Dataset items:
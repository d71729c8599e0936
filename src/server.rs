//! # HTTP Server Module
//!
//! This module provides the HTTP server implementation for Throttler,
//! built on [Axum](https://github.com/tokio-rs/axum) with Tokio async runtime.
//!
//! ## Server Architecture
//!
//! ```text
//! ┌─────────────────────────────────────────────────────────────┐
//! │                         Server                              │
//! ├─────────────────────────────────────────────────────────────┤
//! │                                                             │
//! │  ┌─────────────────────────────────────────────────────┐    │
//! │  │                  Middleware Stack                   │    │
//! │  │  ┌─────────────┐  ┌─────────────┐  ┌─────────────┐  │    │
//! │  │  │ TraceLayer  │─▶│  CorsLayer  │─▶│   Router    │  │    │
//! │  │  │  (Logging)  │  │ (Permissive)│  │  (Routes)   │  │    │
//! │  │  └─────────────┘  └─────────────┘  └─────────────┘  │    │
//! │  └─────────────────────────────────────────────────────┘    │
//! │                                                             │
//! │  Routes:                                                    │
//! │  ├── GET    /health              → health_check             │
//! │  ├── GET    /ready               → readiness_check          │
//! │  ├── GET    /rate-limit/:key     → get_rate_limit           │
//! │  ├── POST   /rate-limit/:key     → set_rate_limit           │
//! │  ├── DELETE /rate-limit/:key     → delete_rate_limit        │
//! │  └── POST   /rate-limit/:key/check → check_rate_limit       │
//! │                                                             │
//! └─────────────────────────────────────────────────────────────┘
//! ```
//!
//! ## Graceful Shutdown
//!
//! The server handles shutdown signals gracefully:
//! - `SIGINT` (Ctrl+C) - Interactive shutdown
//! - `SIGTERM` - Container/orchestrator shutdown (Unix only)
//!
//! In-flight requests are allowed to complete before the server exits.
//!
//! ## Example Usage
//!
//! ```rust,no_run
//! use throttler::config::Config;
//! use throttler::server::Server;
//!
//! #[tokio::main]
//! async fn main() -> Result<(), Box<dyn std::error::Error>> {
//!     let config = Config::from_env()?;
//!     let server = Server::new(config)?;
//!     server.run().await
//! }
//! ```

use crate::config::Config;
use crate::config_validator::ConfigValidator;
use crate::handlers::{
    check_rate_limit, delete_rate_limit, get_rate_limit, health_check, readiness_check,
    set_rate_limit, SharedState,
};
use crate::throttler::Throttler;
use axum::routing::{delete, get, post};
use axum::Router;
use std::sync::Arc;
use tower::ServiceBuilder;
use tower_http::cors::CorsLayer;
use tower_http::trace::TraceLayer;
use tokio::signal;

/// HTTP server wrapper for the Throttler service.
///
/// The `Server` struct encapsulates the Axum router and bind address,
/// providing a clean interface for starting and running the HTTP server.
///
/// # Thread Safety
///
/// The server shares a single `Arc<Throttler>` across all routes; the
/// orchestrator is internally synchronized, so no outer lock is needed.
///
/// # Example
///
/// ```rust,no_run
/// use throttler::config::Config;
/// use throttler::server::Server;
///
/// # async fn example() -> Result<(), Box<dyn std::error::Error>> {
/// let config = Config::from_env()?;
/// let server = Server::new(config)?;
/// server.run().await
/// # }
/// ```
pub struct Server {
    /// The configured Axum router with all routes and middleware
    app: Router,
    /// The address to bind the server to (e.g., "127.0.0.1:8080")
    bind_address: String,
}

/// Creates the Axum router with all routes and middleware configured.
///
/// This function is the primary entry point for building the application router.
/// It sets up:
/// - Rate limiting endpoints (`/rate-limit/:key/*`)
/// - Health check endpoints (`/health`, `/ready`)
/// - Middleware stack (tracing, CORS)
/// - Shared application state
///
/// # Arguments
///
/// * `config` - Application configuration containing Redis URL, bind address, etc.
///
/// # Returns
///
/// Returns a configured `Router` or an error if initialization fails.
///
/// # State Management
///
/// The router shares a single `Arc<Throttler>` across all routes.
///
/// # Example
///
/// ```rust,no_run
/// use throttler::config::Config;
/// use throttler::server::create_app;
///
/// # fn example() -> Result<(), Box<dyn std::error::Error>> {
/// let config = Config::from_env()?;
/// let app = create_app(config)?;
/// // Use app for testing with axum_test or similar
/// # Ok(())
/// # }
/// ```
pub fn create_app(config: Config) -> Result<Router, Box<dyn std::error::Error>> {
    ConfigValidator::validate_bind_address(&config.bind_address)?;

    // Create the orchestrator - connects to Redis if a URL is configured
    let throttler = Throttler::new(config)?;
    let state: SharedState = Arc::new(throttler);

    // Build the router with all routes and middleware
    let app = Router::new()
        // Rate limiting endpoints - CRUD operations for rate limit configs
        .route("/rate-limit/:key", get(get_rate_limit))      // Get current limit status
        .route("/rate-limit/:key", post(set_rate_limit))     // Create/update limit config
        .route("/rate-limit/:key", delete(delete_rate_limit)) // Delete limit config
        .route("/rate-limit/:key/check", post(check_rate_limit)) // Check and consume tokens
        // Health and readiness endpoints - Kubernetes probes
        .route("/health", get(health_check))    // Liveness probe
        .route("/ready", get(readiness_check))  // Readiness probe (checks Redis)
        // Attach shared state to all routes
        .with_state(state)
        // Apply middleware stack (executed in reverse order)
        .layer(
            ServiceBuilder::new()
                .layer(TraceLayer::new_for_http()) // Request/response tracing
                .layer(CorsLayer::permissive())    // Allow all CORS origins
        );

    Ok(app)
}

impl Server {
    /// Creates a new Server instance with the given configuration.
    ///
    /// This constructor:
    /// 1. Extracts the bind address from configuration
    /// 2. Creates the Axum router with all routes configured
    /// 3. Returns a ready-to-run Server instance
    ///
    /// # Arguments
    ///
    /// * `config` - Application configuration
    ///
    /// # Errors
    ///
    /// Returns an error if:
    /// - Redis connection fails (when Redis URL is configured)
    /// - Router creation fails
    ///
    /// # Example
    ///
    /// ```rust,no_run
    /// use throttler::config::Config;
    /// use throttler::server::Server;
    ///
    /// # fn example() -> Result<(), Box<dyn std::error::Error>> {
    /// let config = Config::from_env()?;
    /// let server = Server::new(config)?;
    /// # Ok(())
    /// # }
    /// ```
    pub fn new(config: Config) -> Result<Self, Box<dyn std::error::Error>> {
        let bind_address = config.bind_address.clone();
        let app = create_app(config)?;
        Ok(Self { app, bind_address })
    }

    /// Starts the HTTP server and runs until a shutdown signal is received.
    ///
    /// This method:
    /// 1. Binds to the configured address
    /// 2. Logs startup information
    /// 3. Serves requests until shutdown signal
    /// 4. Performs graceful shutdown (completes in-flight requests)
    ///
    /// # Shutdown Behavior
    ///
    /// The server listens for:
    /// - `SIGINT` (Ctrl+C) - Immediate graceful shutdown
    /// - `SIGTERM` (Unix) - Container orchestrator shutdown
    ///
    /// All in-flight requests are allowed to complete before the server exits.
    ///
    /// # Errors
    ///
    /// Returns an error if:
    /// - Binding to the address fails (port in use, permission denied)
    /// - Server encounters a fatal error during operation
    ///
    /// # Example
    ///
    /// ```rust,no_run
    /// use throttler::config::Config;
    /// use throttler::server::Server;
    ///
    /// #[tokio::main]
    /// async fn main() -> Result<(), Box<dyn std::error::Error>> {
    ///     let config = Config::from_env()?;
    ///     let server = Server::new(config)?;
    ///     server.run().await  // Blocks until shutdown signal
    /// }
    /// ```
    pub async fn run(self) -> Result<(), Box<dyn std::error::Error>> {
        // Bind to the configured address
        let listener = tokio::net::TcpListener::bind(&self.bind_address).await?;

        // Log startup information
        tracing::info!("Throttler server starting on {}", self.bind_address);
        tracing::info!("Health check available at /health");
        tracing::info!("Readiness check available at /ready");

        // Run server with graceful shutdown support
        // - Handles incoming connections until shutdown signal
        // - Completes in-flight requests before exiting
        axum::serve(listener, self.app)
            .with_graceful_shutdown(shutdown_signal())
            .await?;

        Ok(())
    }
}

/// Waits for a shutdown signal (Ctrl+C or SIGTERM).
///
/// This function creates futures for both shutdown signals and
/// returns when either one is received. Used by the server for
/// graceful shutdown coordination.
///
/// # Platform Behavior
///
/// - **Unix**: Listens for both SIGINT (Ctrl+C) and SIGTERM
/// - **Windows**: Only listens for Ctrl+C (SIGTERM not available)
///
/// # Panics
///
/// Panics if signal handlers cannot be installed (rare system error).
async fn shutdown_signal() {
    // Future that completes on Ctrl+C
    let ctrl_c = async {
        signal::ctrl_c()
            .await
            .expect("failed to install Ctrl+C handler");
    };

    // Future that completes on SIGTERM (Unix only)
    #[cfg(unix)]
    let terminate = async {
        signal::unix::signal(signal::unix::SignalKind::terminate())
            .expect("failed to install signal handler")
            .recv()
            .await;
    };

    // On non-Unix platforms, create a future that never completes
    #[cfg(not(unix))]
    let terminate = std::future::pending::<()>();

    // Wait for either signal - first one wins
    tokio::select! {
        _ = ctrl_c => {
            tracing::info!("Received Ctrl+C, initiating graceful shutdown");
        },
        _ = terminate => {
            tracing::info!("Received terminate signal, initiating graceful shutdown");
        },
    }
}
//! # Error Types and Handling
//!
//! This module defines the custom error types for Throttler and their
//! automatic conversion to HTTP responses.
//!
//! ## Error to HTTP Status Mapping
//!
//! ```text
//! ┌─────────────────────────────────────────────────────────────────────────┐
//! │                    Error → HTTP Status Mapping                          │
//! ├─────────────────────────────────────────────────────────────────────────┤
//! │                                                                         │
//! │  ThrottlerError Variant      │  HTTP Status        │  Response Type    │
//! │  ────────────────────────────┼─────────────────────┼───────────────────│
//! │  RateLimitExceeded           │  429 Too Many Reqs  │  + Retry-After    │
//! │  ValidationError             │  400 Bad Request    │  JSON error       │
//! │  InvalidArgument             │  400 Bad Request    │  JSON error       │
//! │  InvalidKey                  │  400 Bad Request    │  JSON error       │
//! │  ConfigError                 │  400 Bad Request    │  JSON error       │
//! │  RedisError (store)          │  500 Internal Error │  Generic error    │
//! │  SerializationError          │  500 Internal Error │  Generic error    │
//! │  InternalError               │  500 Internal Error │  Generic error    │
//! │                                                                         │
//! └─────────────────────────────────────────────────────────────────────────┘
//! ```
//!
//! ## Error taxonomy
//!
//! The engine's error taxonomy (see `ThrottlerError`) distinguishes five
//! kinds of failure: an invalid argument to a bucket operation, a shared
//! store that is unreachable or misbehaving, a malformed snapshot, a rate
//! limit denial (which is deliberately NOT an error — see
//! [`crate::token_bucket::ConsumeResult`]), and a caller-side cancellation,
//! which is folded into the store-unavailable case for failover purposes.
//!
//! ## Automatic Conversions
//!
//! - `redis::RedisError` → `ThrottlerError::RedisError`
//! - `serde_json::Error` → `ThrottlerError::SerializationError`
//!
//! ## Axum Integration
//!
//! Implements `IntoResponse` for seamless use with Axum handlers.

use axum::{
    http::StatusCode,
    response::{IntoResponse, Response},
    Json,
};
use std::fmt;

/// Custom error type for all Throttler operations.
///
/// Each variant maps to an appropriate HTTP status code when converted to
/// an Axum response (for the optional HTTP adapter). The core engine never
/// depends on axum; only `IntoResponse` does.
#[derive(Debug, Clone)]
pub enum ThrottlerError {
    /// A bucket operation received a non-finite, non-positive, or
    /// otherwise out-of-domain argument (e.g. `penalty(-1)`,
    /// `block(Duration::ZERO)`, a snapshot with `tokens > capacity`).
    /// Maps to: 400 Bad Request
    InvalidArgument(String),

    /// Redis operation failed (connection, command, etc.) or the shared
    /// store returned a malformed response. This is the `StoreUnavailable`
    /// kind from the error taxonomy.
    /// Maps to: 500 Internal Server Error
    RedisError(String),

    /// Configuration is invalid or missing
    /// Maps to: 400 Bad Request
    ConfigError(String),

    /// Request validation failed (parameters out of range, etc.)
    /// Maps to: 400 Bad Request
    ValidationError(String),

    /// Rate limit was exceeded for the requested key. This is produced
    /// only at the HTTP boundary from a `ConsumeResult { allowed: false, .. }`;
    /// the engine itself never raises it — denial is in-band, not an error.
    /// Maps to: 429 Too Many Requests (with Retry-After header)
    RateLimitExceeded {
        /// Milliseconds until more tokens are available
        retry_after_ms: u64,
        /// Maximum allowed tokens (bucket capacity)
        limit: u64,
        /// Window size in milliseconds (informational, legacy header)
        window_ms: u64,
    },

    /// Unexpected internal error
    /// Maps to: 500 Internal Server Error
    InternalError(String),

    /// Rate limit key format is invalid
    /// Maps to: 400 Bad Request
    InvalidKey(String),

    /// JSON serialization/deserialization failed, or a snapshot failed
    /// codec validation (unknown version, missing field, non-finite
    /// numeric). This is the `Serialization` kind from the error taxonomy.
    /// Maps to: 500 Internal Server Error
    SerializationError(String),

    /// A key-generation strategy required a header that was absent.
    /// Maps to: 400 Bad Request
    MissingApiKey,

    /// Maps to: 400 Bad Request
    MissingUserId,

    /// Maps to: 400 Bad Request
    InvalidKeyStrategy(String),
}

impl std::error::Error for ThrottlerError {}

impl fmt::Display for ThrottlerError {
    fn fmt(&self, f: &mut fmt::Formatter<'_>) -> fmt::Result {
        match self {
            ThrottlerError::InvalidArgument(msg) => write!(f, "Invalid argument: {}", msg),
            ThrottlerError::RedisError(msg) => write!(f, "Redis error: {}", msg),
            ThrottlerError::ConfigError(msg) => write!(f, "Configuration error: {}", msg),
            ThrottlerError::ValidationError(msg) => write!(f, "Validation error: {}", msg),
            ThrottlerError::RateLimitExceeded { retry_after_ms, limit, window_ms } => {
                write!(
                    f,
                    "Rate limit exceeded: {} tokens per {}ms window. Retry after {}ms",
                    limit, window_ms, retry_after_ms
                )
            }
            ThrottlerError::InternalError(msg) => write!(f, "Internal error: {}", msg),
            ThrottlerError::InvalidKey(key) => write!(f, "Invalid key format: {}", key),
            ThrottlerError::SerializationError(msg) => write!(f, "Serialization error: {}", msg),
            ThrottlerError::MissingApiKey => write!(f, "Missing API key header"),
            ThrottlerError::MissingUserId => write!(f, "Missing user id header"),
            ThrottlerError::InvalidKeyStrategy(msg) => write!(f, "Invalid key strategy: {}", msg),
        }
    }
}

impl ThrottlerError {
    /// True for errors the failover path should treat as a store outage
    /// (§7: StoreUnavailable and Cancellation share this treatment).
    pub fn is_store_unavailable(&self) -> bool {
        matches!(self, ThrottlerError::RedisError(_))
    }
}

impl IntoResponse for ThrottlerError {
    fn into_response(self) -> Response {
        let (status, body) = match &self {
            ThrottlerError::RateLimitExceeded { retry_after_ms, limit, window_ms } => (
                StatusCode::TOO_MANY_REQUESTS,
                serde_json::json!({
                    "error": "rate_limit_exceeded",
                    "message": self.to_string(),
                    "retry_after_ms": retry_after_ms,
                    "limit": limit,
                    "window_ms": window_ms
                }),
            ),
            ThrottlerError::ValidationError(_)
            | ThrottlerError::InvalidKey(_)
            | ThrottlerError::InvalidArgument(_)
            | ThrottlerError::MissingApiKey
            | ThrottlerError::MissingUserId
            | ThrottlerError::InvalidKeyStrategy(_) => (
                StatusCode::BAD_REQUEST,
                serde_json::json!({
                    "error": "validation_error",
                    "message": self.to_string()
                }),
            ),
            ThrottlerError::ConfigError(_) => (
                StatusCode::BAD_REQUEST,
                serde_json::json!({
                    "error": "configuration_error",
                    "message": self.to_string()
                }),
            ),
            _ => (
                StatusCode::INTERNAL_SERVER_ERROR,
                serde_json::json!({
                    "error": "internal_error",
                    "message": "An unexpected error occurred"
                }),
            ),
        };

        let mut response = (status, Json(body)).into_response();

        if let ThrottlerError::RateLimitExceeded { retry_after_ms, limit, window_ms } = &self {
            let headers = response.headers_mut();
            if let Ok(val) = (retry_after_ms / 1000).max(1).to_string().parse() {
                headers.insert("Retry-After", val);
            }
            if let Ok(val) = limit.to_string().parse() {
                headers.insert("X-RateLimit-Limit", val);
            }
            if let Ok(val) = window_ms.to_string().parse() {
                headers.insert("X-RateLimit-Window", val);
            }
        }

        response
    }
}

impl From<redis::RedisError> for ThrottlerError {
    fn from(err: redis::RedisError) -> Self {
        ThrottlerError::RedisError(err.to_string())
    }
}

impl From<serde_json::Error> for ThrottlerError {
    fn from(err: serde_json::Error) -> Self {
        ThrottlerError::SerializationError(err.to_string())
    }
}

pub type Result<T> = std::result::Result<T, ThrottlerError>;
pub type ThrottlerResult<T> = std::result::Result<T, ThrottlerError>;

==

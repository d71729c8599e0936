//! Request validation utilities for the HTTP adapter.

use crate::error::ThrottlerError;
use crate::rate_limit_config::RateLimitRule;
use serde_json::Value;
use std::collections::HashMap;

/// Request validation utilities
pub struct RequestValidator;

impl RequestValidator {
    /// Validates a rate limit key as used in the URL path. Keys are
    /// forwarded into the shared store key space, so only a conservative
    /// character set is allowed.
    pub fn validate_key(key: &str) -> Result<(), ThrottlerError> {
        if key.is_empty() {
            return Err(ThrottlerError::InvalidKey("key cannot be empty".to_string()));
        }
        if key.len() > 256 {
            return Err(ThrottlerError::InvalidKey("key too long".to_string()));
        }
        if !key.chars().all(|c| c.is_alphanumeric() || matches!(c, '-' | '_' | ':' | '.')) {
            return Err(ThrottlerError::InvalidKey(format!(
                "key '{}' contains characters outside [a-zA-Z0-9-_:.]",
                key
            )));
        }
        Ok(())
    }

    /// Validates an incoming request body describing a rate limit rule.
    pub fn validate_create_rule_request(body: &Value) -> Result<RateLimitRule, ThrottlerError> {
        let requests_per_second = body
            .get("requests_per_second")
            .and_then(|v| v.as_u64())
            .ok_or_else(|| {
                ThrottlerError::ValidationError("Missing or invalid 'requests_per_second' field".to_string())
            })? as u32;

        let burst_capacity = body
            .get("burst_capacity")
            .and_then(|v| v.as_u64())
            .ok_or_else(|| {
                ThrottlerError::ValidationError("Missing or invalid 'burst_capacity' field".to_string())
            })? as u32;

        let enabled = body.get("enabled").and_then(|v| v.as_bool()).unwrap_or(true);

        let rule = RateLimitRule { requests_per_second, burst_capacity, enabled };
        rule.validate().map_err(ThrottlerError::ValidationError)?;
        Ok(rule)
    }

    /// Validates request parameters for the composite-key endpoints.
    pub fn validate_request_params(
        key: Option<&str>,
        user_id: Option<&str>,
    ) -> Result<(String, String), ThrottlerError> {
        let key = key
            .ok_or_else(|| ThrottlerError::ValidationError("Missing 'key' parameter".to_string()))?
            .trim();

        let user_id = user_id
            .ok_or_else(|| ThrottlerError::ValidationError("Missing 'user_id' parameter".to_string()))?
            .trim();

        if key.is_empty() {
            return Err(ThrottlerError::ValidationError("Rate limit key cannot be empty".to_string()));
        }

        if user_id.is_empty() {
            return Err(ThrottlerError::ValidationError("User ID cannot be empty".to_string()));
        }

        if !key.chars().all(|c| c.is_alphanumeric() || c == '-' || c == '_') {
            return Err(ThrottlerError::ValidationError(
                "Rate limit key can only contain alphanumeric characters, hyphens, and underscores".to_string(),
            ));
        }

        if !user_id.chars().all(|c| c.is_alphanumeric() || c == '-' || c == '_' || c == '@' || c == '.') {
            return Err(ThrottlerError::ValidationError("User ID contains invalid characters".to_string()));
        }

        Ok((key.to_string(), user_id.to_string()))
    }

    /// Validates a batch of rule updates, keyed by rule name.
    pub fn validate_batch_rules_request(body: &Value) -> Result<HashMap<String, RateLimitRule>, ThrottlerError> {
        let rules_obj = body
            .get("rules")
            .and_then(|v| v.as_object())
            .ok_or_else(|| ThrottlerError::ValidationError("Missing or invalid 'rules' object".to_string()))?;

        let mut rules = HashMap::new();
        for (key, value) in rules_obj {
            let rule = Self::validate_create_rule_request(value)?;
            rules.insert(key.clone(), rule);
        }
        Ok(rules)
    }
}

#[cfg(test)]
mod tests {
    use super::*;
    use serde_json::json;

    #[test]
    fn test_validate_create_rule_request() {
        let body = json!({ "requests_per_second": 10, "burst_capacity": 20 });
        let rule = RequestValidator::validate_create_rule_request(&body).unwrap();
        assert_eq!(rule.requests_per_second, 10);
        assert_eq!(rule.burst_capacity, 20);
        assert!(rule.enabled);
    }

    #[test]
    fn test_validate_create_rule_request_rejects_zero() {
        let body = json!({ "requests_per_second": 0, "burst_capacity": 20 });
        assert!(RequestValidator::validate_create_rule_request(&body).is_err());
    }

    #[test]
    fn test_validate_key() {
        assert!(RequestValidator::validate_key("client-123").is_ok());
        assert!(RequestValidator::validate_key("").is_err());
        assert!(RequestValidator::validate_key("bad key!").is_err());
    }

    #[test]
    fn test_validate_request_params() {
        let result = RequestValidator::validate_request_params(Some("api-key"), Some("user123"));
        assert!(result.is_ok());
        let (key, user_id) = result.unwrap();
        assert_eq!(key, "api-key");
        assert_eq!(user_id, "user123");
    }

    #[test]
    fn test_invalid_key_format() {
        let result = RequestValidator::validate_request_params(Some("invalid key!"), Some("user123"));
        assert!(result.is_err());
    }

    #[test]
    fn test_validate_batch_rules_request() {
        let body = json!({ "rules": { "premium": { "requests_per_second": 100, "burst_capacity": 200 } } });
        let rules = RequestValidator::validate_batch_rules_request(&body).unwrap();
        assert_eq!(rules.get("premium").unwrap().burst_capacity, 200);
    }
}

What the exercise asks >> Starting at the line above that holds "Logs startup information" and ending at the line that holds "Immediate graceful shutdown", transcribe each line exactly and include no other lines.

Answer space >>
    /// 2. Logs startup information
    /// 3. Serves requests until shutdown signal
    /// 4. Performs graceful shutdown (completes in-flight requests)
    ///
    /// # Shutdown Behavior
    ///
    /// The server listens for:
    /// - `SIGINT` (Ctrl+C) - Immediate graceful shutdown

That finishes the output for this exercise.